— Je n’ignore pas que des âmes simples s’imaginent que ma disparition s’accompagnera de phénomènes extraordinaires ; elles se trompent absolument ; quant à ce qui doit survenir après mon enterrement, Dieu seul le sait et je n’ai nulle envie d’être renseignée sur ce point.
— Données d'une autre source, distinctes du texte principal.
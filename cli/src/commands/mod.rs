//! Command implementations

pub mod check;
pub mod matching;
pub mod run;
pub mod version;
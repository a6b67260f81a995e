use std::fmt;

use chrono::{DateTime, Utc};
use serde::{Deserialize, Serialize};

use crate::types::TaskId;

/// Outcome class of a single action attempt
#[derive(Debug, Clone, Copy, PartialEq, Eq, Serialize, Deserialize)]
#[serde(rename_all = "snake_case")]
pub enum ActionStatus {
    Success,
    TransientFailure,
    FatalFailure,
}

/// Machine-readable reason attached to failed attempts and terminal failures
#[derive(Debug, Clone, Copy, PartialEq, Eq, Hash, Serialize, Deserialize)]
#[serde(rename_all = "snake_case")]
pub enum FailureReason {
    /// Connection could not be established (preflight or ssh handshake).
    Connect,
    /// An established session dropped mid-action.
    Disconnected,
    /// The remote call exceeded its time budget.
    Timeout,
    /// No session permit became available within the acquire timeout.
    PoolExhausted,
    /// Remote command exited with a code configured as transient.
    TransientExit,
    /// Remote command exited with any other non-zero code.
    NonTransientExit,
    /// The local file referenced by the action is unreadable or gone.
    LocalFile,
    /// The session pool is shutting down and refuses new work.
    PoolClosed,
    RetriesExhausted,
    DeadlineExceeded,
    Shutdown,
}

impl FailureReason {
    #[must_use]
    pub fn as_str(self) -> &'static str {
        match self {
            FailureReason::Connect => "connect",
            FailureReason::Disconnected => "disconnected",
            FailureReason::Timeout => "timeout",
            FailureReason::PoolExhausted => "pool_exhausted",
            FailureReason::TransientExit => "transient_exit",
            FailureReason::NonTransientExit => "non_transient_exit",
            FailureReason::LocalFile => "local_file",
            FailureReason::PoolClosed => "pool_closed",
            FailureReason::RetriesExhausted => "retries_exhausted",
            FailureReason::DeadlineExceeded => "deadline_exceeded",
            FailureReason::Shutdown => "shutdown",
        }
    }
}

impl fmt::Display for FailureReason {
    fn fmt(&self, f: &mut fmt::Formatter<'_>) -> fmt::Result {
        f.write_str(self.as_str())
    }
}

/// Record of one attempt (or the terminal verdict) for a task.
#[derive(Debug, Clone, PartialEq, Eq, Serialize, Deserialize)]
pub struct ActionResult {
    pub task: TaskId,
    /// 1-based attempt number; 0 when the task never started an attempt.
    pub attempt: u32,
    pub status: ActionStatus,
    /// `true` for the single record that closes the task.
    pub terminal: bool,
    #[serde(default, skip_serializing_if = "Option::is_none")]
    pub exit_code: Option<i32>,
    pub duration_ms: u64,
    #[serde(default, skip_serializing_if = "Option::is_none")]
    pub reason: Option<FailureReason>,
    #[serde(default, skip_serializing_if = "Option::is_none")]
    pub error_detail: Option<String>,
    pub recorded_at: DateTime<Utc>,
}

impl ActionResult {
    #[must_use]
    pub fn is_success(&self) -> bool {
        self.status == ActionStatus::Success
    }

    /// Terminal `fatal_failure` for a task that gave up or never ran.
    #[must_use]
    pub fn dead_letter(task: TaskId, attempt: u32, reason: FailureReason) -> Self {
        Self {
            task,
            attempt,
            status: ActionStatus::FatalFailure,
            terminal: true,
            exit_code: None,
            duration_ms: 0,
            reason: Some(reason),
            error_detail: None,
            recorded_at: Utc::now(),
        }
    }
}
Je désire seulement que mes amis n’exhument pas mes restes avant que trente années ne se soient écoulées depuis le jour de ma sépulture et que mon corps qui n’a pas touché la terre pendant trente-trois ans, ne l’effleure même pas dans sa bière ; je voudrais enfin que mes obsèques se fissent sans aucun retard.
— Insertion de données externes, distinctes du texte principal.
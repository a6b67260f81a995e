//! Filesystem infrastructure: implements `LocalFs` and `FileDisposer`.

use std::path::{Path, PathBuf};

use anyhow::{Context, Result};
use tracing::debug;

use crate::application::ports::{FileDisposer, LocalFs};
use crate::domain::config::DispositionConfig;

/// Production filesystem implementation of `LocalFs`.
#[derive(Debug, Clone, Copy, Default)]
pub struct HostFs;

impl LocalFs for HostFs {
    fn exists(&self, path: &Path) -> bool {
        path.exists()
    }

    fn is_dir(&self, path: &Path) -> bool {
        path.is_dir()
    }
}

/// Expand a leading `~` to the user's home directory.
///
/// Paths without a leading `~` are returned unchanged.
///
/// # Errors
///
/// Returns an error if the home directory cannot be determined.
pub fn expand_home(path: &Path) -> Result<PathBuf> {
    let Ok(rest) = path.strip_prefix("~") else {
        return Ok(path.to_path_buf());
    };
    let home =
        dirs::home_dir().ok_or_else(|| anyhow::anyhow!("cannot determine home directory"))?;
    Ok(home.join(rest))
}

/// Moves finished files into the processed or failed directory.
pub struct FsDisposer {
    processed_dir: PathBuf,
    failed_dir: PathBuf,
}

impl FsDisposer {
    #[must_use]
    pub fn new(config: &DispositionConfig) -> Self {
        Self {
            processed_dir: config.processed_dir.clone(),
            failed_dir: config.failed_dir.clone(),
        }
    }
}

impl FileDisposer for FsDisposer {
    fn dispose(&self, path: &Path, succeeded: bool) -> Result<Option<PathBuf>> {
        if !path.is_file() {
            return Ok(None);
        }
        let dir = if succeeded {
            &self.processed_dir
        } else {
            &self.failed_dir
        };
        let name = path
            .file_name()
            .ok_or_else(|| anyhow::anyhow!("{} has no file name", path.display()))?;
        std::fs::create_dir_all(dir).with_context(|| format!("creating {}", dir.display()))?;
        let dest = dir.join(name);

        if std::fs::rename(path, &dest).is_ok() {
            return Ok(Some(dest));
        }

        // Different filesystem: stage a copy next to the destination, then swap it in.
        let mut staged_name = std::ffi::OsString::from(".");
        staged_name.push(name);
        staged_name.push(".tether-tmp");
        let staged = dir.join(staged_name);
        std::fs::copy(path, &staged)
            .with_context(|| format!("copying {} to {}", path.display(), staged.display()))?;
        std::fs::rename(&staged, &dest)
            .with_context(|| format!("renaming {} to {}", staged.display(), dest.display()))?;
        std::fs::remove_file(path).with_context(|| format!("removing {}", path.display()))?;
        debug!(path = %dest.display(), "file disposed by copy");
        Ok(Some(dest))
    }
}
Telles furent ses dernières volontés ; elle les communiqua aux intimes qui l’entouraient ; ils ne doutèrent plus, en l’entendant s’exprimer de la sorte, que sa fin ne fût imminente ; ils en furent plus certains encore, lorsque, les ayant tous réunis autour de son grabat, elle leur dit :
— Je vous conjure de me pardonner les peines que j’ai pu vous causer ; ne me refusez pas ce merci que je sollicite pour l’amour de Dieu ; de mon côté, je le prie et le prierai bien pour vous.
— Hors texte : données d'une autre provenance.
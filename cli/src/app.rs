//! Application context: unified state passed to every command handler.
//!
//! `AppContext` owns output settings and the configuration store, and is the
//! one place where production adapters (process runner, network probe, ssh
//! connector) are constructed.

use std::path::PathBuf;
use std::time::Duration;

use anyhow::Result;

use crate::application::ports::ConfigStore;
use crate::domain::AgentConfig;
use crate::infra::command_runner::TokioCommandRunner;
use crate::infra::config::YamlConfigStore;
use crate::infra::fs::expand_home;
use crate::infra::network::TokioNetworkProbe;
use crate::infra::ssh::{OpenSshConnector, SshTimeouts};
use crate::output::{HumanRenderer, JsonRenderer, OutputContext, Renderer};

/// Default directory for ssh control sockets.
const DEFAULT_CONTROL_DIR: &str = "~/.tether/ctl";

/// Output rendering mode.
#[derive(Debug, Clone, Copy, PartialEq, Eq)]
pub enum OutputMode {
    /// Human-readable terminal output (default).
    Human,
    /// Machine-readable JSON output.
    Json,
}

/// Output rendering flags.
pub struct OutputFlags {
    /// Disable ANSI color output.
    pub no_color: bool,
    /// Suppress non-error output.
    pub quiet: bool,
    /// Enable JSON output mode.
    pub json: bool,
}

/// Flags passed from the top-level CLI to `AppContext::new`.
pub struct AppFlags {
    /// Output rendering options.
    pub output: OutputFlags,
    /// Explicit configuration file (`--config`).
    pub config: Option<PathBuf>,
}

/// Connector type used by `tether run`.
pub type ProductionConnector = OpenSshConnector<TokioCommandRunner, TokioNetworkProbe>;

/// Unified application context passed to every command handler.
pub struct AppContext {
    /// Terminal output context (colors, quiet mode).
    pub output: OutputContext,
    /// Output rendering mode (human vs JSON).
    pub mode: OutputMode,
    /// Where the agent configuration is loaded from.
    pub config_store: YamlConfigStore,
}

impl AppContext {
    /// Construct an `AppContext` from top-level CLI flags.
    #[must_use]
    pub fn new(flags: AppFlags) -> Self {
        let mode = if flags.output.json {
            OutputMode::Json
        } else {
            OutputMode::Human
        };
        Self {
            output: OutputContext::new(flags.output.no_color, flags.output.quiet),
            mode,
            config_store: YamlConfigStore::new(flags.config),
        }
    }

    /// Returns `true` when JSON output mode is active.
    #[must_use]
    pub fn is_json(&self) -> bool {
        self.mode == OutputMode::Json
    }

    /// Returns the appropriate `Renderer` variant for the current output mode.
    #[must_use]
    pub fn renderer(&self) -> Renderer<'_> {
        match self.mode {
            OutputMode::Human => Renderer::Human(HumanRenderer::new(&self.output)),
            OutputMode::Json => Renderer::Json(JsonRenderer),
        }
    }

    /// Load the configuration through the config store.
    ///
    /// # Errors
    ///
    /// Returns an error if the file cannot be read or parsed.
    pub fn load_config(&self) -> Result<AgentConfig> {
        self.config_store.load()
    }

    /// Process runner for short local commands.
    #[must_use]
    pub fn command_runner(&self) -> TokioCommandRunner {
        TokioCommandRunner::default()
    }

    /// Build the OpenSSH connector described by `config.pool`.
    ///
    /// # Errors
    ///
    /// Returns an error if the home directory cannot be determined.
    pub fn connector(&self, config: &AgentConfig) -> Result<ProductionConnector> {
        let control_dir = match &config.pool.control_dir {
            Some(dir) => dir.clone(),
            None => expand_home(std::path::Path::new(DEFAULT_CONTROL_DIR))?,
        };
        let timeouts = SshTimeouts {
            connect: Duration::from_millis(config.pool.connect_timeout_ms),
            command: Duration::from_millis(config.pool.command_timeout_ms),
            preflight: Duration::from_millis(config.pool.preflight_timeout_ms),
        };
        Ok(OpenSshConnector::new(
            TokioCommandRunner::new(timeouts.command),
            TokioNetworkProbe,
            control_dir,
            timeouts,
        ))
    }
}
Tous fondirent en larmes, protestant que loin de les avoir jamais offensés, elle les avait, au contraire, grandement édifiés par sa bonté et sa patience.
Enfin, le jour de Pâques fleuries vint. Lydwine sortit de sa réserve avec l’Époux. Il l’inondait de telles délices qu’elle se pencha sur son cœur et murmura : oh ! je suis lasse de vivre, enlevez-moi d’ici-bas, mon Seigneur, enlevez-moi !
Jésus sourit et la Vierge et les douze Apôtres et une multitude d’anges et de saints parurent derrière Lui. Jésus se mit à la droite de Lydwine et Marie à sa gauche ; tout près du Christ, une table jaillit sur laquelle étaient une croix, un cierge allumé et un petit vase ; les anges s’approchèrent du lit et découvrirent la patiente. Alors, le Sauveur prit le petit vase qui contenait l’huile des infirmes et il fit les onctions accoutumées, sans proférer un mot ; les anges la recouvrirent ; Jésus lui plaça le cierge dans la main et posa le crucifix sous ses yeux et il y demeura, visible pour elle seule, jusqu’à sa mort.
Lydwine lui dit alors humblement :
— Mon doux Maître, puisque vous avez daigné vous abaisser jusqu’à la plus misérable de vos servantes ; puisque vous n’avez pas eu le dégoût d’oindre mon malheureux corps avec vos très saintes mains, soyez indulgent jusqu’au bout. Accordez-moi cette dernière grâce de souffrir autant que je le mérite personnellement, afin qu’aussitôt exonérée de la vie, je sois admise, sans avoir à passer par le Purgatoire, à contempler votre suradorable Face.
Et Jésus répondit :
— Tes vœux sont exaucés, ma fille ; dans deux jours, tu chanteras l’alleluia avec tes sœurs les Vierges, dans le Paradis.